Levantó con cuidado, tembloroso, la primera carta. El ocho de picas comenzó a arrastrar sus pesares de nuevo, llevándole a otra ciega perdida, así que echó un trago a su segundo vaso de whisky.
Siempre bebía cuando jugaba, siempre era whisky, y siempre sin hielo. Algunos decían que eso le había llevado a la ruina, que de un buen jugador había quedado un despojo que conseguía apenas mantenerse, cuando no llegaba a casa con los bolsillos vacíos de un farol que su vacilante mirada le había delatado. El alcohol ha arruinado muchas notables carreras, de todo tipo y condición. Los pintores pierden el norte, el rumbo, y sus pinceladas pierden la decisión y el trazo grueso y decidido para difuminar los contornos de lo que podría haber sido una obra de arte. En los médicos se manifiesta esta aflicción con la ansiedad, la dificultad con el trato de los enfermos, que lo sienten enrarecido e incluso en peores condiciones que ellos mismos y sus errores y malos diagnósticos se multiplican hasta hacerse prácticamente intolerables. Los profesores pierden el interés que pudieran tener por su labor y comienzan a copiar por sistema, encontrándose en ocasiones más somnolientos que sus ya de por sí poco aplicados alumnos, consiguiendo arruinar cursos enteros por sus malas aplicaciones.
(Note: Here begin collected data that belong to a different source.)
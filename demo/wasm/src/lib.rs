// Copyright 2025 Lars Brubaker
// WASM bindings for vatti-rust

use vatti_rust::{ClipOptions, ClipType, Clipper, FillRule, IntPoint, Path, Paths, PolyType};
use wasm_bindgen::prelude::*;

#[wasm_bindgen(start)]
pub fn main_js() {
    console_error_panic_hook::set_once();
}

/// A stateful clipper: load subject and clip paths, then execute.
/// Results are read back as one flat coordinate array plus per-path lengths.
#[wasm_bindgen]
pub struct ClipperJs {
    inner: Clipper,
    result: Paths,
    error: Option<String>,
}

#[wasm_bindgen]
impl ClipperJs {
    /// options: bit 0 = ReverseSolution, bit 1 = StrictlySimple, bit 2 = PreserveCollinear.
    #[wasm_bindgen(constructor)]
    pub fn new(options: u32) -> ClipperJs {
        ClipperJs {
            inner: Clipper::with_options(ClipOptions::from_bits(options)),
            result: Paths::new(),
            error: None,
        }
    }

    /// Add a path from a flat [x0,y0, x1,y1, ...] array. Coordinates are rounded to integers.
    /// poly_type: 0=Subject 1=Clip
    pub fn add_path(&mut self, coords: &[f64], poly_type: u32, closed: bool) -> bool {
        let pt = if poly_type == 1 { PolyType::Clip } else { PolyType::Subject };
        match self.inner.add_path(&to_path(coords), pt, closed) {
            Ok(added) => added,
            Err(e) => {
                self.error = Some(e.to_string());
                false
            }
        }
    }

    pub fn clear(&mut self) {
        self.inner.clear();
        self.result.clear();
        self.error = None;
    }

    /// Execute and return true on success.
    /// clip_type: 0=Intersection 1=Union 2=Difference 3=Xor
    /// fill: 0=EvenOdd 1=NonZero 2=Positive 3=Negative
    pub fn execute(&mut self, clip_type: u32, subj_fill: u32, clip_fill: u32) -> bool {
        let ct = match clip_type {
            1 => ClipType::Union,
            2 => ClipType::Difference,
            3 => ClipType::Xor,
            _ => ClipType::Intersection,
        };
        match self.inner.execute(ct, fill_rule(subj_fill), fill_rule(clip_fill)) {
            Ok(paths) => {
                self.result = paths;
                self.error = None;
                true
            }
            Err(e) => {
                self.result.clear();
                self.error = Some(e.to_string());
                false
            }
        }
    }

    pub fn path_count(&self) -> u32 {
        self.result.len() as u32
    }

    /// Vertex count of each result path, in order.
    pub fn get_path_lengths(&self) -> Vec<u32> {
        self.result.iter().map(|p| p.len() as u32).collect()
    }

    /// All result vertices as flat [x0,y0, x1,y1, ...].
    pub fn get_coords(&self) -> Vec<f64> {
        self.result.iter().flatten().flat_map(|p| [p.x as f64, p.y as f64]).collect()
    }

    /// Message of the last failure, if any.
    pub fn last_error(&self) -> Option<String> {
        self.error.clone()
    }
}

fn to_path(coords: &[f64]) -> Path {
    coords.chunks_exact(2).map(|c| IntPoint::new(c[0].round() as i64, c[1].round() as i64)).collect()
}

fn fill_rule(fill: u32) -> FillRule {
    match fill {
        1 => FillRule::NonZero,
        2 => FillRule::Positive,
        3 => FillRule::Negative,
        _ => FillRule::EvenOdd,
    }
}

/// Convenience: union of one flat subject polygon with one flat clip polygon.
/// Returns flat coordinates of all result paths (use ClipperJs for path lengths).
#[wasm_bindgen]
pub fn union_polygons(subject: &[f64], clip: &[f64], fill: u32) -> Vec<f64> {
    let mut c = ClipperJs::new(0);
    c.add_path(subject, 0, true);
    c.add_path(clip, 1, true);
    if !c.execute(1, fill, fill) {
        return Vec::new();
    }
    c.get_coords()
}
// Copyright 2025 Lars Brubaker
// License: MIT
//
// The clipping engine: public API plus the scanline sweep.
//
// One Clipper owns every piece of sweep state (edges, active/sorted edge
// lists, output rings, joins). The work is split across submodules that
// all extend the same struct:
//
//   ael         active/sorted edge list surgery and winding counts
//   outrec      output rings (OutRec / OutPt)
//   intersect   crossing detection and handling
//   horizontal  horizontal edge runs
//   joins       post-sweep join resolution and ring cleanup
//   result      flat and tree output

mod ael;
mod horizontal;
mod intersect;
mod joins;
mod outrec;
mod result;

use log::{debug, trace, warn};

use crate::arena::{Arena, NONE};
use crate::edge::{Edge, EdgeIdx, EdgeSet, PolyType};
use crate::error::ClipError;
use crate::geom::{slopes_equal4, CInt, IntPoint, Path};
use crate::polytree::PolyTree;
use crate::scanbeam::{MaximaList, Scanbeam};
use crate::winding::{ClipType, FillRule};

use intersect::IntersectNode;
use joins::Join;
use outrec::{OutPt, OutRec};

pub use crate::geom::Paths;

// ─────────────────────────────── Options ──────────────────────────────────────

#[derive(Copy, Clone, Debug, PartialEq)]
pub enum ClipOption {
    /// Emit outer contours clockwise and holes counter-clockwise.
    ReverseSolution,
    /// Guarantee no output contour touches itself.
    StrictlySimple,
    /// Keep vertices that lie on a straight run between their neighbours.
    PreserveCollinear,
}

#[derive(Copy, Clone, Debug, Default, PartialEq, Eq)]
pub struct ClipOptions {
    pub reverse_solution: bool,
    pub strictly_simple: bool,
    pub preserve_collinear: bool,
}

impl ClipOptions {
    pub const REVERSE_SOLUTION: u32 = 1;
    pub const STRICTLY_SIMPLE: u32 = 2;
    pub const PRESERVE_COLLINEAR: u32 = 4;

    pub fn from_bits(bits: u32) -> Self {
        ClipOptions {
            reverse_solution: bits & Self::REVERSE_SOLUTION != 0,
            strictly_simple: bits & Self::STRICTLY_SIMPLE != 0,
            preserve_collinear: bits & Self::PRESERVE_COLLINEAR != 0,
        }
    }

    pub fn bits(&self) -> u32 {
        let mut b = 0;
        if self.reverse_solution {
            b |= Self::REVERSE_SOLUTION;
        }
        if self.strictly_simple {
            b |= Self::STRICTLY_SIMPLE;
        }
        if self.preserve_collinear {
            b |= Self::PRESERVE_COLLINEAR;
        }
        b
    }
}

// ─────────────────────────────── Clipper ──────────────────────────────────────

pub struct Clipper {
    base: EdgeSet,
    options: ClipOptions,

    clip_type: ClipType,
    subj_fill: FillRule,
    clip_fill: FillRule,

    // Sweep state
    scanbeam: Scanbeam,
    maxima: MaximaList,
    active_edges: EdgeIdx,
    sorted_edges: EdgeIdx,
    intersections: Vec<IntersectNode>,

    // Output state
    out_recs: Arena<OutRec>,
    out_pts: Arena<OutPt>,
    joins: Vec<Join>,
    ghost_joins: Vec<Join>,

    executing: bool,
}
A los escritores les oscurece la escritura, volviéndola a un tiempo pesimista y meditabunda, colándose por las rendijas que esta le deja y pudriendo el espíritu noble y la voluntad emprendedora y trabajadora que el esfuerzo labró, de tal suerte que la personalidad acaba carcomida. Muchas vidas ilustres, entre las que se cuentan las cierto galés y cierto bostoniano, ambos célebres, se vieron consumidas por este letal líquido. Él sin embargo se defendía diciendo que vivir sin alcohol ya era morir. Que cada paso entre delicia y tortura era una victoria, y que cada trago que su estómago aceptaba retener un consuelo para encontrar la paz que, de otro modo, se le negaba. Ni discrepaba de tolerancia ni le importaba, se hacía partícipe del "con copa, puro y sombrero" que tantos otros acuñaran en su estilo y dedicación al juego.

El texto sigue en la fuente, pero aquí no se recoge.